Someone looking for a better-paying job
is seeking more wealth, but whatever his motivation,
he is searching for a job in which his expected
productivity-his contribution to the social
basket valued by others-is higher. Thus, the
period of unemployment increases (the present
value of) his stream of contributions to society, as
measured by market prices reflecting individual
preferences. Again, most would agree that this
outcome is positive, but forget that a period of
unemployment may first be needed. These are
examples of what economists call "frictional"
unemployment.
Now, the individuals described above, searching
voluntarily for new or better jobs, face conditions
very different from those confronting a worker
suddenly handed a pink slip on a Friday afternoon.
Yet strictly speaking, the two situations are identical
in principle, in that the worker facing a layoff
possibly could avoid unemployment and the need
to search for new employment by offering to
accept a pay cut. A refusal to do so, followed by an
effort to find a new job, is the same analytically as
the refusal of our job seekers above to accept the
first available opportunity.
However, as a practical matter, not all market
adjustments can be both incremental and economic.
In a world of constant change, the expectations
of some people are bound to be disappointed, and
important among these are their (prior) decisions
about jobs, careers, and training. Tragic as such
outcomes are for those affected adversely, it is
important to keep in mind the sources of unexpected
change.
In a free market, unexpected shifts in consumer
preferences can alter the value of the labor that
produces various goods and services. Any attempt
to blunt the effects on workers, therefore, will
implicitly deny consumers the right to express
their changed preferences. At a normative level,
laid-off workers who previously displayed shifting
consumer demands that caused other workers to
be laid off are in no position to complain-if we
agree as a society to honor individual preferences,
we cannot say that they are to be honored for some
but not others. Each person risks unemployment
in exchange for greater expected wealth. Such economic
shifts resulting from changes in relative
demands and/or costs yield what economists call
"structural" unemployment.
The common thread linking frictional and structural
unemployment is their origin in individual
liberty, to wit, the liberty of the job seeker as he
balances forgone opportunities against the possibility
of better options yet to be discovered, and
the liberty of consumers as they choose among
goods and services and therefore among the many
types of labor implicitly embodied. Thus, some
unemployment is both inevitable and useful in
terms of other human goals.
Other types of unemployment are less salutary.
Various government policies cause "induced" or
artificial unemployment. Foremost among them
is the minimum wage, which prevents the
employment of low-skilled workers whose
expected productivity lies below the legal minimum.
The Social Security payroll tax, various
safety and health standards, and other policies
are likely to have similar unemployment effects.
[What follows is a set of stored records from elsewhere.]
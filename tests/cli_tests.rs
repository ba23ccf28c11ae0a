
use predicates::prelude::*;
use tempfile::tempdir;
use test_helpers::{setup_open_ended, tenten_command};

#[test]
fn test_status_before_setup_reports_setup_required() {
    let dir = tempdir().unwrap();

    tenten_command(dir.path())
        .arg("status")
        .assert()
        .failure()
        .stderr(predicate::str::contains("No journal program configured yet"));
}

#[test]
fn test_record_before_setup_reports_setup_required() {
    let dir = tempdir().unwrap();

    tenten_command(dir.path())
        .args(["record", "-g", "anything"])
        .assert()
        .failure()
        .stderr(predicate::str::contains("tenten setup"));
}

#[test]
fn test_setup_rejects_invalid_date() {
    let dir = tempdir().unwrap();

    tenten_command(dir.path())
        .args(["setup", "--start-date", "01-01-2024", "--reminder", "07:30"])
        .assert()
        .failure()
        .stderr(predicate::str::contains("expected YYYY-MM-DD"));
}

#[test]
fn test_setup_rejects_invalid_reminder_time() {
    let dir = tempdir().unwrap();

    tenten_command(dir.path())
        .args(["setup", "--start-date", "2024-01-01", "--reminder", "25:00"])
        .assert()
        .failure()
        .stderr(predicate::str::contains("Invalid reminder time"));
}

#[test]
fn test_setup_rejects_zero_length_program() {
    let dir = tempdir().unwrap();

    tenten_command(dir.path())
        .args([
            "setup",
            "--start-date",
            "2024-01-01",
            "--reminder",
            "07:30",
            "--length",
            "0",
        ])
        .assert()
        .failure()
        .stderr(predicate::str::contains("Invalid program length"));
}

#[test]
fn test_setup_refuses_to_clobber_without_force() {
    let dir = tempdir().unwrap();
    setup_open_ended(dir.path());

    tenten_command(dir.path())
        .args(["setup", "--start-date", "2021-01-01", "--reminder", "08:00"])
        .assert()
        .failure()
        .stderr(predicate::str::contains("--force"));
}

#[test]
fn test_setup_with_force_replaces_the_program() {
    let dir = tempdir().unwrap();
    setup_open_ended(dir.path());

    tenten_command(dir.path())
        .args([
            "setup",
            "--start-date",
            "2021-06-01",
            "--reminder",
            "08:00",
            "--force",
        ])
        .assert()
        .success();

    tenten_command(dir.path())
        .arg("settings")
        .assert()
        .success()
        .stdout(predicate::str::contains("2021-06-01"));
}

#[test]
fn test_record_with_no_content_is_rejected() {
    let dir = tempdir().unwrap();
    setup_open_ended(dir.path());

    tenten_command(dir.path())
        .arg("record")
        .assert()
        .failure()
        .stderr(predicate::str::contains(
            "at least one gratitude or intention",
        ));
}

#[test]
fn test_record_with_only_whitespace_content_is_rejected() {
    let dir = tempdir().unwrap();
    setup_open_ended(dir.path());

    tenten_command(dir.path())
        .args(["record", "-g", "   ", "-i", ""])
        .assert()
        .failure()
        .stderr(predicate::str::contains(
            "at least one gratitude or intention",
        ));
}

#[test]
fn test_record_before_program_start_saves_nothing() {
    let dir = tempdir().unwrap();

    tenten_command(dir.path())
        .args(["setup", "--start-date", "2999-01-01", "--reminder", "07:30"])
        .assert()
        .success();

    tenten_command(dir.path())
        .args(["record", "-g", "early bird"])
        .assert()
        .success()
        .stdout(predicate::str::contains("begins on 2999-01-01"));

    tenten_command(dir.path())
        .arg("status")
        .assert()
        .success()
        .stdout(predicate::str::contains("Entries recorded: 0"));
}

#[test]
fn test_record_after_program_end_saves_nothing() {
    let dir = tempdir().unwrap();

    tenten_command(dir.path())
        .args([
            "setup",
            "--start-date",
            "2020-01-01",
            "--reminder",
            "07:30",
            "--length",
            "5",
        ])
        .assert()
        .success();

    tenten_command(dir.path())
        .args(["record", "-g", "too late"])
        .assert()
        .success()
        .stdout(predicate::str::contains("ended on 2020-01-05"));

    tenten_command(dir.path())
        .arg("status")
        .assert()
        .success()
        .stdout(predicate::str::contains("Program completed on 2020-01-05"));
}

#[test]
fn test_status_before_start_names_the_start_date() {
    let dir = tempdir().unwrap();

    tenten_command(dir.path())
        .args(["setup", "--start-date", "2999-01-01", "--reminder", "07:30"])
        .assert()
        .success();

    tenten_command(dir.path())
        .arg("status")
        .assert()
        .success()
        .stdout(predicate::str::contains("Program begins on 2999-01-01"));
}

#[test]
fn test_settings_show_reports_current_values() {
    let dir = tempdir().unwrap();
    setup_open_ended(dir.path());

    tenten_command(dir.path())
        .arg("settings")
        .assert()
        .success()
        .stdout(
            predicate::str::contains("07:30")
                .and(predicate::str::contains("open-ended"))
                .and(predicate::str::contains("off")),
        );
}

#[test]
fn test_settings_update_reminder_and_notifications() {
    let dir = tempdir().unwrap();
    setup_open_ended(dir.path());

    tenten_command(dir.path())
        .args(["settings", "--reminder", "21:15", "--notifications", "true"])
        .assert()
        .success()
        .stdout(predicate::str::contains("Settings updated."));

    tenten_command(dir.path())
        .arg("settings")
        .assert()
        .success()
        .stdout(
            predicate::str::contains("21:15")
                .and(predicate::str::contains("Notifications:   on")),
        );
}

#[test]
fn test_settings_rejects_invalid_reminder_time() {
    let dir = tempdir().unwrap();
    setup_open_ended(dir.path());

    tenten_command(dir.path())
        .args(["settings", "--reminder", "nine thirty"])
        .assert()
        .failure()
        .stderr(predicate::str::contains("Invalid reminder time"));
}

#[test]
fn test_remind_with_notifications_off_exits_cleanly() {
    let dir = tempdir().unwrap();
    setup_open_ended(dir.path());

    tenten_command(dir.path())
        .arg("remind")
        .assert()
        .success()
        .stdout(predicate::str::contains("Notifications are off"));
}

#[test]
fn test_reset_without_yes_deletes_nothing() {
    let dir = tempdir().unwrap();
    setup_open_ended(dir.path());

    tenten_command(dir.path())
        .arg("reset")
        .assert()
        .success()
        .stdout(predicate::str::contains("--yes"));

    tenten_command(dir.path()).arg("status").assert().success();
}

#[test]
fn test_reset_with_yes_returns_to_first_run() {
    let dir = tempdir().unwrap();
    setup_open_ended(dir.path());

    tenten_command(dir.path())
        .args(["reset", "--yes"])
        .assert()
        .success()
        .stdout(predicate::str::contains("Journal reset"));

    tenten_command(dir.path())
        .arg("status")
        .assert()
        .failure()
        .stderr(predicate::str::contains("No journal program configured yet"));
}

#[test]
fn test_history_on_empty_store() {
    let dir = tempdir().unwrap();
    setup_open_ended(dir.path());

    tenten_command(dir.path())
        .arg("history")
        .assert()
        .success()
        .stdout(predicate::str::contains("No entries yet"));
}

#[test]
fn test_export_on_empty_store_prints_header_only() {
    let dir = tempdir().unwrap();

    tenten_command(dir.path())
        .arg("export")
        .assert()
        .success()
        .stdout(predicate::str::starts_with("date,gratitude_1,"));
}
"Cyclical" unemployment results from macroeconomic
mismanagement-in particular, excessive
swings in monetary growth-by the federal
government.
Once someone becomes unemployed "involuntarily,"
unemployment is likely to be viewed in a
completely negative light. But the decision to participate
in an economic system offering the benefits
and risks of unemployment is a decision made
before the fact, conceptually identical to deciding
at the beginning of the year whether to buy life
insurance. Greater expected wealth often accompanies
a higher risk of involuntary future unemployment,
but any person may end up with great
wealth and little unemployment or with great
unemployment and little wealth.
Fairness requires that people be free to choose
among occupations with alternative combinations
of prospective wealth and unemployment risk, and
then take their chances. That not all such combinations
are available is due not to the nature of
capitalism, but to our existence in a world of limits.
Market processes in fact offer a broad range of
such choices, as many occupations offer greater
security in exchange for smaller incomes. If we are
to allow individuals to make choices among such
alternatives, and if consumers are to be allowed to
indulge their preferences, some unemployment,
harsh though it is, must be seen as an adjunct of
human freedom.
Benjamin Zycher is Vice President for Research at the
Milken Institute for Job and Capital Formation in Sherman
Oaks, California.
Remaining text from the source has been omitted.